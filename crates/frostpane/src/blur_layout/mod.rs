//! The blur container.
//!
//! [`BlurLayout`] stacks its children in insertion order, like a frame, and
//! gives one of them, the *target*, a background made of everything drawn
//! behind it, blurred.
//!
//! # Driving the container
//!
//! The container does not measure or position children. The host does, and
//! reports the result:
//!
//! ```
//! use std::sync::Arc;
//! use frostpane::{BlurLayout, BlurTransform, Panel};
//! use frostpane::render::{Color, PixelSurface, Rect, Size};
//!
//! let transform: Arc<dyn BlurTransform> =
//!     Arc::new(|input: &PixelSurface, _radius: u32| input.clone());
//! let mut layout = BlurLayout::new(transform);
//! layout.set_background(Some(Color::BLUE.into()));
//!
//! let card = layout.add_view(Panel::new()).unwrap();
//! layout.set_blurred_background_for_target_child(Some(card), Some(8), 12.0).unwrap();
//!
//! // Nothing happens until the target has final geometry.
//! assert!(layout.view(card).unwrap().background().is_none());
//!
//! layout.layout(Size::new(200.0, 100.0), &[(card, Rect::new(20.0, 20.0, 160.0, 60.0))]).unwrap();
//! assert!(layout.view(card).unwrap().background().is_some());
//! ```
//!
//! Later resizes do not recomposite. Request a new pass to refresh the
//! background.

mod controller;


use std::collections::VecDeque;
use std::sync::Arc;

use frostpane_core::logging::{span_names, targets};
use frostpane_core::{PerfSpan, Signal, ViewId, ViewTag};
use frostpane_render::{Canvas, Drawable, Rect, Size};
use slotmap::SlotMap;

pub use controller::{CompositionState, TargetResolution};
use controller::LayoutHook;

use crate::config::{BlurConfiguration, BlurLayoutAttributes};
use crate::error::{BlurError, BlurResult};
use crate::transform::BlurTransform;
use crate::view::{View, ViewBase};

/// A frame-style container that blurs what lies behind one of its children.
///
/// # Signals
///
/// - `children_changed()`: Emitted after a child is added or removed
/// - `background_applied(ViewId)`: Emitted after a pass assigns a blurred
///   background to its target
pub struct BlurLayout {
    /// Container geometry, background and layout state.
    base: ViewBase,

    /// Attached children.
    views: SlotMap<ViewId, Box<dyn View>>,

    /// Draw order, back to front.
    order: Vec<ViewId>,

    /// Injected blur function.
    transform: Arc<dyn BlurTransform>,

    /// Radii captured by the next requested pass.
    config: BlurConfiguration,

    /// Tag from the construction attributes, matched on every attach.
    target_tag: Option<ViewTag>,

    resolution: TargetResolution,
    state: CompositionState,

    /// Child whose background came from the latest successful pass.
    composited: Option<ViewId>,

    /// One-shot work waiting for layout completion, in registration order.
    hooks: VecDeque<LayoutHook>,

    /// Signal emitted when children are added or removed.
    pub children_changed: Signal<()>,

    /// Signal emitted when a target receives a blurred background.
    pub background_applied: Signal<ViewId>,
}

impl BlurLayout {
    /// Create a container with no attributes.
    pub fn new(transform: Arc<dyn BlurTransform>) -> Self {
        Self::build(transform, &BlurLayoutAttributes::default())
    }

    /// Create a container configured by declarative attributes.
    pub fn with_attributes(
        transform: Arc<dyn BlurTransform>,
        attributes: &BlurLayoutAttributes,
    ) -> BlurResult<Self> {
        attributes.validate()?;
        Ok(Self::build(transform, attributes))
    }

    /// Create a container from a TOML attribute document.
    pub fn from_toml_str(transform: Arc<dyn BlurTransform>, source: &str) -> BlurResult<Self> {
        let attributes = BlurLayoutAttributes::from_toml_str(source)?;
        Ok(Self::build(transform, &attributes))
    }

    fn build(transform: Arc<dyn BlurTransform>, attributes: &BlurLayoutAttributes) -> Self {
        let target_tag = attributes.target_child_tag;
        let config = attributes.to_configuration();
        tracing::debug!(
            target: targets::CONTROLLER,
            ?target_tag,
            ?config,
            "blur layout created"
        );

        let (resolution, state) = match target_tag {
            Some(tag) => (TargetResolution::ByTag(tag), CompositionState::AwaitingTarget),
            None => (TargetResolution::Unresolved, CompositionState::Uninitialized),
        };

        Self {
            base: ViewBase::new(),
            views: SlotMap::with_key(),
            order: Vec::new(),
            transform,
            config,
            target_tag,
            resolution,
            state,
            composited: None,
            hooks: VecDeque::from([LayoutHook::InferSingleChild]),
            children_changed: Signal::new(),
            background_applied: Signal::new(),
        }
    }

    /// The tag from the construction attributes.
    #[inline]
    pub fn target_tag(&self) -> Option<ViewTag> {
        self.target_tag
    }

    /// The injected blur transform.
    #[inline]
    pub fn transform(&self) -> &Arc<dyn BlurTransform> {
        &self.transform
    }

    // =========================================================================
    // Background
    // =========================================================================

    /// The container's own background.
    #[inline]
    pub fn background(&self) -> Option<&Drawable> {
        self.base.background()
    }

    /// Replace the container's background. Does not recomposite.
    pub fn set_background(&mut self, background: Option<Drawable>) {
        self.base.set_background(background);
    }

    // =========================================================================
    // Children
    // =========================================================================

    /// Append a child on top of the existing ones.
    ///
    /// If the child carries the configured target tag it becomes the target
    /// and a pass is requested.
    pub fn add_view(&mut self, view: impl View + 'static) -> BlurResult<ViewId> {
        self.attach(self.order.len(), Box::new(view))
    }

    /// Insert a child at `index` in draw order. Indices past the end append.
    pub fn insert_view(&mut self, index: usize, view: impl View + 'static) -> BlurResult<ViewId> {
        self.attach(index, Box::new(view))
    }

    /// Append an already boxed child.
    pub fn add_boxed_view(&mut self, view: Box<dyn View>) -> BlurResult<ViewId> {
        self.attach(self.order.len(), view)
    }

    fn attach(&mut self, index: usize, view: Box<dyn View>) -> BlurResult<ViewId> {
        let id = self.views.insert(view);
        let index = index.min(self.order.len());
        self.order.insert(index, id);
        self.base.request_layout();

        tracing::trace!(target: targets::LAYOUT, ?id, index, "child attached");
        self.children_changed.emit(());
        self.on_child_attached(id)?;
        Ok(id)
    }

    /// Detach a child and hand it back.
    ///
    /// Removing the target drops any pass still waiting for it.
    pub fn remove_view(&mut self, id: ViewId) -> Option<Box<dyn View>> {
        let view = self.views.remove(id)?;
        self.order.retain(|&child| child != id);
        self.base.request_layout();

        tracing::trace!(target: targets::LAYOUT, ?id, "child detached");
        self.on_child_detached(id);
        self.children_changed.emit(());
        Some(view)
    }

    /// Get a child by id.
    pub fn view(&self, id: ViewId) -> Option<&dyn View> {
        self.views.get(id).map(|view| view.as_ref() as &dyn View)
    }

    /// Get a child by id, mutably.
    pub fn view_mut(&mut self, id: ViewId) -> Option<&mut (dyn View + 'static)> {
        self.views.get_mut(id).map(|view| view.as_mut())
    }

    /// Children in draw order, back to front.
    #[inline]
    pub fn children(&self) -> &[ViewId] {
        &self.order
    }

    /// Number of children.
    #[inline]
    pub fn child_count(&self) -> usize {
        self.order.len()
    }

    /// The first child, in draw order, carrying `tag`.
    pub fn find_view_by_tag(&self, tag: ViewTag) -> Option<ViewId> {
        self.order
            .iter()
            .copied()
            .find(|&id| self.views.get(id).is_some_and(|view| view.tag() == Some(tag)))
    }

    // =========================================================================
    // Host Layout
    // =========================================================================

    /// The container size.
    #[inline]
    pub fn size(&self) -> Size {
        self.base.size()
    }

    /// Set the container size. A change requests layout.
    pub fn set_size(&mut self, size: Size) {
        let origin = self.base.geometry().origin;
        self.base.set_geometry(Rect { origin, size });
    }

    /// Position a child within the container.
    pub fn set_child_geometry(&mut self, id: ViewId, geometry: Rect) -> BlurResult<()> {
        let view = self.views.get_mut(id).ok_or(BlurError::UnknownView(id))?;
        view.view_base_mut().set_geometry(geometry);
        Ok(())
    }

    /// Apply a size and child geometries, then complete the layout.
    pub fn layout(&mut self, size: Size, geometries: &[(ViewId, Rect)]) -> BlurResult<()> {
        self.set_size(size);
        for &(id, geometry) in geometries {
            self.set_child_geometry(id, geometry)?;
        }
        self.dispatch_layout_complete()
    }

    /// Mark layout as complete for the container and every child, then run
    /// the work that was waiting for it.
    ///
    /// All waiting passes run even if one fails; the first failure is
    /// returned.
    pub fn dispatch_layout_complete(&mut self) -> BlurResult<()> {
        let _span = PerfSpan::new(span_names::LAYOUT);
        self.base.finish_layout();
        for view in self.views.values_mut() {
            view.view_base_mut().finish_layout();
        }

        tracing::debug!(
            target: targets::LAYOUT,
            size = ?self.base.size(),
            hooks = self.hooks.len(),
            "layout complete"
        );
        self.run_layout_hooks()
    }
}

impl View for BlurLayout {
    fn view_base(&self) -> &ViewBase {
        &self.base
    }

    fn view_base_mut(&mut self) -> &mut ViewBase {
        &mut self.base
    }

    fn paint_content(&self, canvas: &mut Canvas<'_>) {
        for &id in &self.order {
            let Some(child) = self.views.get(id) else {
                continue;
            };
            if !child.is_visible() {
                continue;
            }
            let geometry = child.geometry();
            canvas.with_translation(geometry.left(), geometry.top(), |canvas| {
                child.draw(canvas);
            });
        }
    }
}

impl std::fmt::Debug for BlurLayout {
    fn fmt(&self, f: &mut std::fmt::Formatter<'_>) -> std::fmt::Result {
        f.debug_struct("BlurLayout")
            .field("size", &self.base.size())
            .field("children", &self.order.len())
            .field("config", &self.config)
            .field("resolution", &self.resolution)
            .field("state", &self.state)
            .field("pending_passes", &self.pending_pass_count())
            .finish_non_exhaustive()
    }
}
━━━━━━━━━━
DIRECTIONS:
Look over the records above and filter for each line with the word "ViewBase".

PROBLEM SOLUTION:
use crate::view::{View, ViewBase};
    base: ViewBase,
            base: ViewBase::new(),
    fn view_base(&self) -> &ViewBase {
    fn view_base_mut(&mut self) -> &mut ViewBase {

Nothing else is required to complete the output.